Wednesday, August 27, 2008

Expletives deleted

It's all getting pretty potty-mouthed over at Cif, I'm afraid:

It's a pretty basic tenet of fiction writing: where possible, don't tell us, show us. Rather than state baldly that a character is bad, allow him or her to demonstrate that badness through word and deed. One of Shakespeare's darkest creations is at first described by his unwitting boss as "Honest Iago"; only in his first soliloquy does he make his own "double knavery" evident.

Of course, just because Shakespeare put those words in Iago's mouth, it doesn't mean he agreed with them. Sorry if that seems bloody obvious, but it's a point that appears to have eluded two recent contributors to Cif...
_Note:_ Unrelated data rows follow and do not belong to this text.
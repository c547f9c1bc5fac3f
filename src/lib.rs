pub mod api;
pub mod cli;
pub mod core;
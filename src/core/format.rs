use chrono::Month;

/// Calendar year of the first projected month.
pub const LABEL_START_YEAR: i32 = 2025;

pub const CURRENCY_SYMBOL: &str = "€";

/// Short month name for a 1-based month index, anchored at January of
/// [`LABEL_START_YEAR`]. From the second year on the two-digit year is appended.
pub fn month_label(month_index: u32) -> String {
    let offset = month_index.saturating_sub(1);
    let year = LABEL_START_YEAR + (offset / 12) as i32;
    let name = Month::try_from((offset % 12) as u8 + 1)
        .map(|month| &month.name()[..3])
        .unwrap_or("---");

    if month_index > 12 {
        format!("{name} '{:02}", year.rem_euclid(100))
    } else {
        name.to_string()
    }
}

/// Whole-euro amount with thousands grouping, e.g. `€12,345` or `-€500`.
pub fn format_currency(value: f64) -> String {
    if !value.is_finite() {
        return format!("{CURRENCY_SYMBOL}{value}");
    }

    let rounded = value.round();
    let sign = if rounded < 0.0 { "-" } else { "" };
    let digits = format!("{:.0}", rounded.abs());
    format!("{sign}{CURRENCY_SYMBOL}{}", group_thousands(&digits))
}

pub fn format_percent(value: f64, decimals: usize) -> String {
    format!("{value:.decimals$}%")
}

fn group_thousands(digits: &str) -> String {
    let mut grouped = String::with_capacity(digits.len() + digits.len() / 3);
    for (i, ch) in digits.chars().enumerate() {
        if i > 0 && (digits.len() - i) % 3 == 0 {
            grouped.push(',');
        }
        grouped.push(ch);
    }
    grouped
}
pub fn router(state: AppState) -> Router {
    Router::new()
        .route(
            "/api/project",
            get(project_get_handler).post(project_post_handler),
        )
        .route("/api/plan", get(plan_get_handler).post(plan_post_handler))
        .route(
            "/api/scenarios",
            get(scenarios_list_handler)
                .post(scenarios_save_handler)
                .delete(session_reset_handler),
        )
        .route("/api/scenarios/:id", delete(scenario_delete_handler))
        .route("/api/scenarios/:id/load", post(scenario_load_handler))
        .route("/api/compare", get(compare_handler))
        .route("/api/notes", get(notes_get_handler).put(notes_put_handler))
        .route("/api/export", get(export_handler))
        .fallback(not_found_handler)
        .with_state(state)
}

pub async fn run_http_server(port: u16) -> std::io::Result<()> {
    let addr = SocketAddr::from(([0, 0, 0, 0], port));
    let app = router(AppState::new());

    let listener = TcpListener::bind(addr).await?;
    info!("projection API listening on http://{addr}");
    println!("Local access: http://127.0.0.1:{port}/api/plan");

    axum::serve(listener, app).await
}

async fn not_found_handler() -> Response {
    error_response(StatusCode::NOT_FOUND, "Not found")
}

async fn project_get_handler(Query(payload): Query<PlanPayload>) -> Response {
    project_stateless(payload)
}

async fn project_post_handler(Json(payload): Json<PlanPayload>) -> Response {
    project_stateless(payload)
}

fn project_stateless(payload: PlanPayload) -> Response {
    let plan = payload.apply_to(SavingsPlan::default());
    projection_response(plan)
}

async fn plan_get_handler(State(state): State<AppState>) -> Response {
    let plan = state.session().plan();
    projection_response(plan)
}

/// Layers the payload over the session's active plan and stores it even when
/// invalid, so the caller sees every violation of what it is editing.
async fn plan_post_handler(
    State(state): State<AppState>,
    Json(payload): Json<PlanPayload>,
) -> Response {
    let plan = {
        let mut session = state.session();
        let plan = payload.apply_to(session.plan());
        session.set_plan(plan);
        plan
    };
    projection_response(plan)
}

async fn scenarios_list_handler(State(state): State<AppState>) -> Response {
    let session = state.session();
    json_response(StatusCode::OK, scenario_list(&session))
}

async fn scenarios_save_handler(State(state): State<AppState>) -> Response {
    let mut session = state.session();
    match session.save_scenario() {
        Ok(scenario) => {
            let scenario = scenario.clone();
            info!("saved scenario {} ({})", scenario.name, scenario.id);
            json_response(StatusCode::CREATED, scenario)
        }
        Err(errors) => validation_error_response(&errors),
    }
}

async fn session_reset_handler(State(state): State<AppState>) -> Response {
    let mut session = state.session();
    session.reset();
    info!("session reset");
    json_response(StatusCode::OK, scenario_list(&session))
}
For more blimmin' flip and crikey, click here.

3 comments:

dh said...

Nice CIF piece Tim. And some great comments too...ranging from the Pogues to Houellebecq to Guy Gibson's dog. But not Enid Blyton as yet. I did notice the distinction you made between discussing naughty words and actually using them. You should be on safe ground there.

oyebilly said...

How did you manage to write such an article and not mention David Mamet?

Tim Footman said...

Not too safe, one hopes, Dick.

Billy: Mamet's a special case. His "Yes, actually, I am quite right wing" volte face had many of his defenders revising their opinions.